Excerpts from a dataset:
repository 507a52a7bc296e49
//! Shared utilities.

#[cfg(test)]
pub mod testutil;
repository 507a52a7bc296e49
//! The build pipeline.
//!
//! One run, top to bottom:
//! 1. announce the resolved platform/arch
//! 2. fetch the assembler (native Windows only)
//! 3. stage dependency archives and bootstrap from them
//! 4. build the codec library under the derived environment
//! 5. run the main build
//! 6. package the distribution
//!
//! The first failure aborts the run. The staging directory is removed on
//! every exit path.

use std::path::{Path, PathBuf};

use thiserror::Error;
use tracing::{info, warn};

use crate::config::Config;
use crate::consts::{FFMPEG_CONFIG, FFMPEG_DIR, FFMPEG_GYP, FFMPEG_OUT, GYP_MAIN, NINJA, SCRIPT_DIR, YASM_DEST, YASM_URL};
use crate::environment::{BuildEnvironment, EnvironmentBuilder};
use crate::fetch::{FetchError, RetryingFetcher, Transfer};
use crate::stage::{StageBackend, StageError, StageRunner, StageSpec};

#[derive(Debug, Error)]
pub enum PipelineError {
  #[error(transparent)]
  Fetch(#[from] FetchError),

  #[error(transparent)]
  Stage(#[from] StageError),

  #[error("io error: {0}")]
  Io(#[from] std::io::Error),
}

impl PipelineError {
  /// Process exit status for this failure.
  ///
  /// A failed stage's own non-zero code is passed through unchanged;
  /// everything else maps to 1.
  pub fn exit_code(&self) -> i32 {
    match self {
      PipelineError::Stage(StageError::Failed { code: Some(code), .. }) if *code != 0 => *code,
      _ => 1,
    }
  }
}

pub struct BuildPipeline<'a, T, B> {
  config: &'a Config,
  fetcher: RetryingFetcher<T>,
  runner: StageRunner<B>,
}

impl<'a, T: Transfer, B: StageBackend> BuildPipeline<'a, T, B> {
  pub fn new(config: &'a Config, transfer: T, backend: B) -> Self {
    Self {
      config,
      fetcher: RetryingFetcher::new(transfer),
      runner: StageRunner::new(backend),
    }
  }

  pub fn runner(&self) -> &StageRunner<B> {
    &self.runner
  }

  pub fn fetcher(&self) -> &RetryingFetcher<T> {
    &self.fetcher
  }

  pub async fn run(&self) -> Result<(), PipelineError> {
    let config = self.config;
    let host = config.platform.host;

    info!(platform = %config.platform.key, "Building for {}", config.platform.arch);

    if config.log_versions {
      for stage in self.version_stages() {
        self.runner.run_best_effort(&stage).await;
      }
    }

    if host.is_native_windows() {
      info!("Downloading yasm");
      self.fetcher.fetch_file(YASM_URL, &config.source_root.join(YASM_DEST)).await?;
    }

    self.bootstrap().await?;

    if config.lint && !host.is_native_windows() {
      self.runner.run_one(&self.lint_stage()).await?;
    }

    let env = EnvironmentBuilder::new(&config.source_root, &config.python).build(
      &config.platform,
      &config.host_arch,
      &config.env,
    );
    self.runner.run(&self.codec_stages(&env)).await?;

    self.runner.run_one(&self.script_stage("build.py", ["-c", "R"])).await?;
    self.runner.run_one(&self.script_stage("create-dist.py", [] as [&str; 0])).await?;

    info!("build complete");
    Ok(())
  }

  /// Fetch dependency archives into a fresh staging directory and run the
  /// bootstrap script against it.
  async fn bootstrap(&self) -> Result<(), PipelineError> {
    let deps = &self.config.dependencies;

    std::fs::create_dir_all(&self.config.staging_root)?;
    // Dropping the TempDir removes it, so early returns clean up too.
    let staging = tempfile::Builder::new()
      .prefix("tofino-deps-")
      .tempdir_in(&self.config.staging_root)?;
    info!(path = %staging.path().display(), pin = %deps.pin, "staging dependencies");

    self.fetcher.fetch(&deps.base_url, &deps.filenames(), staging.path()).await?;

    let result = self.runner.run_one(&self.bootstrap_stage(staging.path())).await;

    let path = staging.path().to_path_buf();
    if let Err(err) = staging.close() {
      warn!(path = %path.display(), error = %err, "failed to remove staging directory");
    }

    result?;
    Ok(())
  }

  /// `<python> script/<name> <args>` run from the source root.
  pub fn script_stage<I, S>(&self, name: &str, args: I) -> StageSpec
  where
    I: IntoIterator<Item = S>,
    S: Into<String>,
  {
    let script = self.config.source_root.join(SCRIPT_DIR).join(name);
    StageSpec::new(name, &self.config.python)
      .arg(script.to_string_lossy())
      .args(args)
      .cwd(&self.config.source_root)
  }

  pub fn bootstrap_stage(&self, staging: &Path) -> StageSpec {
    self.script_stage(
      "bootstrap.py",
      [
        "-y".to_string(),
        format!("--target_arch={}", self.config.platform.arch),
        format!("--libcc_source_path={}", staging.display()),
      ],
    )
  }

  /// Gyp generation followed by ninja, both under `env`.
  pub fn codec_stages(&self, env: &BuildEnvironment) -> Vec<StageSpec> {
    let root = &self.config.source_root;
    let exe = self.config.platform.host.exe_suffix();

    let gyp = StageSpec::new("gyp", &env.interpreter)
      .args([
        GYP_MAIN.to_string(),
        "-f".to_string(),
        "ninja".to_string(),
        "--no-parallel".to_string(),
        "--depth".to_string(),
        FFMPEG_DIR.to_string(),
        FFMPEG_GYP.to_string(),
        format!("-I{FFMPEG_CONFIG}"),
        format!("-Dtarget_arch={}", self.config.platform.arch),
        format!("-Dhost_arch={}", self.config.host_arch),
      ])
      .cwd(root)
      .env(env.vars.clone());

    let ninja = StageSpec::new("ninja", root.join(format!("{NINJA}{exe}")))
      .args(["-v", "-C", FFMPEG_OUT])
      .cwd(root)
      .env(env.vars.clone());

    vec![gyp, ninja]
  }

  fn lint_stage(&self) -> StageSpec {
    StageSpec::new("npm run lint", self.npm())
      .args(["run", "lint"])
      .cwd(&self.config.source_root)
  }

  fn version_stages(&self) -> Vec<StageSpec> {
    vec![
      StageSpec::new("node --version", "node").arg("--version"),
      StageSpec::new("npm --version", self.npm()).arg("--version"),
    ]
  }

  fn npm(&self) -> PathBuf {
    if self.config.platform.host.is_native_windows() {
      PathBuf::from("npm.cmd")
    } else {
      PathBuf::from("npm")
    }
  }
}
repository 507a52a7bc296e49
use crate::consts::DEPENDENCY_ARCHIVES;
use crate::platform::{PlatformKey, TargetArch};

/// Identifies one prebuilt dependency drop.
///
/// The pin is an opaque commit identifier. It is part of every archive's
/// relative path, so a new pin yields new URLs and new staged paths.
#[derive(Debug, Clone, PartialEq, Eq)]
pub struct DependencyDescriptor {
  pub base_url: String,
  pub platform: PlatformKey,
  pub arch: TargetArch,
  pub pin: String,
}

impl DependencyDescriptor {
  /// Archive paths relative to `base_url`, e.g. `linux/x64/<pin>/libchromiumcontent.zip`.
  pub fn filenames(&self) -> Vec<String> {
    DEPENDENCY_ARCHIVES
      .iter()
      .map(|archive| format!("{}/{}/{}/{archive}", self.platform, self.arch, self.pin))
      .collect()
  }
}

#[cfg(test)]
mod tests {
  use super::*;

  fn descriptor(pin: &str) -> DependencyDescriptor {
    DependencyDescriptor {
      base_url: "https://deps.example".to_string(),
      platform: PlatformKey::Linux,
      arch: TargetArch::x64(),
      pin: pin.to_string(),
    }
  }

  #[test]
  fn filenames_are_qualified_by_platform_arch_and_pin() {
    assert_eq!(
      descriptor("0123abcd").filenames(),
      vec![
        "linux/x64/0123abcd/libchromiumcontent.zip",
        "linux/x64/0123abcd/libchromiumcontent-static.zip",
      ]
    );
  }

  #[test]
  fn changing_pin_changes_every_filename() {
    let old = descriptor("aaaa").filenames();
    let new = descriptor("bbbb").filenames();
    assert!(old.iter().all(|f| !new.contains(f)));
  }
}
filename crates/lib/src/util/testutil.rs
//! Test utilities for tofino-lib.
//!
//! Cross-platform helpers for tests that need to run real child processes.

/// Returns the shell command and args to execute a shell script.
#[cfg(unix)]
pub fn shell_cmd(script: &str) -> (&'static str, Vec<String>) {
  ("/bin/sh", vec!["-c".to_string(), script.to_string()])
}

#[cfg(windows)]
pub fn shell_cmd(script: &str) -> (&'static str, Vec<String>) {
  ("cmd.exe", vec!["/C".to_string(), script.to_string()])
}

/// Returns the command and args to create a marker file in the current directory.
#[cfg(unix)]
pub fn touch_file(filename: &str) -> (&'static str, Vec<String>) {
  ("/usr/bin/touch", vec![filename.to_string()])
}

#[cfg(windows)]
pub fn touch_file(filename: &str) -> (&'static str, Vec<String>) {
  (
    "powershell.exe",
    vec![
      "-NoProfile".to_string(),
      "-Command".to_string(),
      format!("New-Item -ItemType File -Path '{}' -Force | Out-Null", filename),
    ],
  )
}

*Description of the task*. Retype exactly the lines of the data above that fall between the line with "package the distribution" and the line with "use crate::config::Config;", inclusive, and add nothing.

*Exercise answer*.
//! 6. package the distribution
//!
//! The first failure aborts the run. The staging directory is removed on
//! every exit path.

use std::path::{Path, PathBuf};

use thiserror::Error;
use tracing::{info, warn};

use crate::config::Config;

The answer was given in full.